[DATA LISTING — start]

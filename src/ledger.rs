//! Durable per-file indexing status ledger.
//!
//! One row per logical source file, keyed by the stable file id. Every
//! transition appends to the row's `history` column; rows are never
//! deleted. Writes are last-writer-wins optimistic replaces — there is no
//! conflict-retry loop, so two overlapping consumer batches updating the
//! same file id resolve to whichever write lands last.

use chrono::{DateTime, Utc};
use sqlx::sqlite::{SqliteConnectOptions, SqlitePool, SqlitePoolOptions};
use sqlx::Row;
use std::path::Path;
use std::str::FromStr;
use tracing::{error, info};
use uuid::Uuid;

use crate::error::{RelayError, Result};
use crate::models::{HistoryEntry, IndexStatus, LedgerEntry};

/// Outcome of a remove-by-sourcefile lookup. Zero or multiple matches are
/// reported, not raised: the caller logs and moves on.
#[derive(Debug, Clone, Copy, PartialEq, Eq)]
pub enum RemoveOutcome {
    Removed,
    NotFoundOrAmbiguous(usize),
}

#[derive(Clone)]
pub struct Ledger {
    pool: SqlitePool,
}

impl Ledger {
    /// Open (creating if missing) the ledger database at `path`.
    pub async fn connect(path: &Path) -> Result<Self> {
        if let Some(parent) = path.parent() {
            std::fs::create_dir_all(parent)?;
        }

        let options = SqliteConnectOptions::from_str(&format!("sqlite:{}", path.display()))
            .map_err(RelayError::Ledger)?
            .create_if_missing(true)
            .journal_mode(sqlx::sqlite::SqliteJournalMode::Wal);

        let pool = SqlitePoolOptions::new()
            .max_connections(5)
            .connect_with(options)
            .await?;

        Ok(Self { pool })
    }

    pub fn pool(&self) -> &SqlitePool {
        &self.pool
    }

    /// Record a successful index of a file. Idempotent upsert: an existing
    /// row converges to the same final field values, with one history entry
    /// appended per call. `category` is set on creation only.
    pub async fn record_indexed(
        &self,
        file_id: &str,
        chunk_ids: &[String],
        filename: &str,
        sourcefile: &str,
        category: Option<&str>,
        pages: i64,
    ) -> Result<()> {
        info!(sourcefile, "Recording file indexed");
        let now = Utc::now();

        let mut history = self.history_for(file_id).await?;
        history.push(HistoryEntry {
            action: IndexStatus::Indexed.as_str().to_string(),
            timestamp: now,
        });

        sqlx::query(
            r#"
            INSERT INTO ledger_entries (id, current_status, filename, sourcefile, category, pages, chunk_ids, last_modified, history)
            VALUES (?, ?, ?, ?, ?, ?, ?, ?, ?)
            ON CONFLICT(id) DO UPDATE SET
                current_status = excluded.current_status,
                filename = excluded.filename,
                sourcefile = excluded.sourcefile,
                pages = excluded.pages,
                chunk_ids = excluded.chunk_ids,
                last_modified = excluded.last_modified,
                history = excluded.history
            "#,
        )
        .bind(file_id)
        .bind(IndexStatus::Indexed.as_str())
        .bind(filename)
        .bind(sourcefile)
        .bind(category)
        .bind(pages)
        .bind(serde_json::to_string(chunk_ids)?)
        .bind(now.to_rfc3339())
        .bind(serde_json::to_string(&history)?)
        .execute(&self.pool)
        .await?;

        Ok(())
    }

    /// Transition the row matching `sourcefile` to `REMOVED`, clearing its
    /// chunk ids and pages. Expects exactly one match; otherwise logs and
    /// leaves the ledger unchanged.
    pub async fn record_removed(&self, sourcefile: &str) -> Result<RemoveOutcome> {
        let rows = sqlx::query("SELECT id, history FROM ledger_entries WHERE sourcefile = ?")
            .bind(sourcefile)
            .fetch_all(&self.pool)
            .await?;

        if rows.len() != 1 {
            error!(
                sourcefile,
                matches = rows.len(),
                "Expected exactly one ledger row for removal"
            );
            return Ok(RemoveOutcome::NotFoundOrAmbiguous(rows.len()));
        }

        let id: String = rows[0].try_get("id")?;
        let history_json: String = rows[0].try_get("history")?;
        let mut history: Vec<HistoryEntry> = serde_json::from_str(&history_json)?;

        let now = Utc::now();
        history.push(HistoryEntry {
            action: IndexStatus::Removed.as_str().to_string(),
            timestamp: now,
        });

        sqlx::query(
            r#"
            UPDATE ledger_entries
            SET current_status = ?, chunk_ids = '[]', pages = 0, last_modified = ?, history = ?
            WHERE id = ?
            "#,
        )
        .bind(IndexStatus::Removed.as_str())
        .bind(now.to_rfc3339())
        .bind(serde_json::to_string(&history)?)
        .bind(&id)
        .execute(&self.pool)
        .await?;

        info!(sourcefile, id = %id, "Ledger row marked removed");
        Ok(RemoveOutcome::Removed)
    }

    /// Best-effort audit note for a message that was dead-lettered. Callers
    /// log a failure of this write and never escalate it.
    pub async fn record_failure_note(&self, blob_url: &str, note: &str) -> Result<()> {
        sqlx::query(
            "INSERT INTO failure_notes (id, blob_url, note, created_at) VALUES (?, ?, ?, ?)",
        )
        .bind(Uuid::new_v4().to_string())
        .bind(blob_url)
        .bind(note)
        .bind(Utc::now().to_rfc3339())
        .execute(&self.pool)
        .await?;
        Ok(())
    }

    /// Failure notes recorded for a blob URL, oldest first.
    pub async fn failure_notes(&self, blob_url: &str) -> Result<Vec<String>> {
        let rows = sqlx::query(
            "SELECT note FROM failure_notes WHERE blob_url = ? ORDER BY created_at ASC",
        )
        .bind(blob_url)
        .fetch_all(&self.pool)
        .await?;
        rows.iter()
            .map(|row| row.try_get::<String, _>("note").map_err(RelayError::Ledger))
            .collect()
    }

    /// Fetch a row by stable file id.
    pub async fn get(&self, file_id: &str) -> Result<Option<LedgerEntry>> {
        let row = sqlx::query("SELECT * FROM ledger_entries WHERE id = ?")
            .bind(file_id)
            .fetch_optional(&self.pool)
            .await?;
        row.as_ref().map(entry_from_row).transpose()
    }

    /// Fetch all rows matching a sourcefile (normally zero or one).
    pub async fn find_by_sourcefile(&self, sourcefile: &str) -> Result<Vec<LedgerEntry>> {
        let rows = sqlx::query("SELECT * FROM ledger_entries WHERE sourcefile = ?")
            .bind(sourcefile)
            .fetch_all(&self.pool)
            .await?;
        rows.iter().map(entry_from_row).collect()
    }

    async fn history_for(&self, file_id: &str) -> Result<Vec<HistoryEntry>> {
        let existing: Option<String> =
            sqlx::query_scalar("SELECT history FROM ledger_entries WHERE id = ?")
                .bind(file_id)
                .fetch_optional(&self.pool)
                .await?;
        match existing {
            Some(json) => Ok(serde_json::from_str(&json)?),
            None => Ok(Vec::new()),
        }
    }
}

fn entry_from_row(row: &sqlx::sqlite::SqliteRow) -> Result<LedgerEntry> {
    let status_text: String = row.try_get("current_status")?;
    let current_status = IndexStatus::parse(&status_text).ok_or_else(|| {
        RelayError::Ledger(sqlx::Error::Decode(
            format!("unknown ledger status '{}'", status_text).into(),
        ))
    })?;

    let chunk_ids_json: String = row.try_get("chunk_ids")?;
    let history_json: String = row.try_get("history")?;
    let last_modified_text: String = row.try_get("last_modified")?;
    let last_modified = DateTime::parse_from_rfc3339(&last_modified_text)
        .map_err(|e| RelayError::Ledger(sqlx::Error::Decode(e.to_string().into())))?
        .with_timezone(&Utc);

    Ok(LedgerEntry {
        id: row.try_get("id")?,
        current_status,
        filename: row.try_get("filename")?,
        sourcefile: row.try_get("sourcefile")?,
        category: row.try_get("category")?,
        pages: row.try_get("pages")?,
        chunk_ids: serde_json::from_str(&chunk_ids_json)?,
        last_modified,
        history: serde_json::from_str(&history_json)?,
    })
}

[DATA LISTING — finish]

▶ **EXERCISE REQUIREMENTS**:
Using only the entries above, output the line with "blob_url, note, created_at)", the line with "by stable file id.", and all lines between them, exactly as they stand.

▶ **TASK OUTPUT**:
            "INSERT INTO failure_notes (id, blob_url, note, created_at) VALUES (?, ?, ?, ?)",
        )
        .bind(Uuid::new_v4().to_string())
        .bind(blob_url)
        .bind(note)
        .bind(Utc::now().to_rfc3339())
        .execute(&self.pool)
        .await?;
        Ok(())
    }

    /// Failure notes recorded for a blob URL, oldest first.
    pub async fn failure_notes(&self, blob_url: &str) -> Result<Vec<String>> {
        let rows = sqlx::query(
            "SELECT note FROM failure_notes WHERE blob_url = ? ORDER BY created_at ASC",
        )
        .bind(blob_url)
        .fetch_all(&self.pool)
        .await?;
        rows.iter()
            .map(|row| row.try_get::<String, _>("note").map_err(RelayError::Ledger))
            .collect()
    }

    /// Fetch a row by stable file id.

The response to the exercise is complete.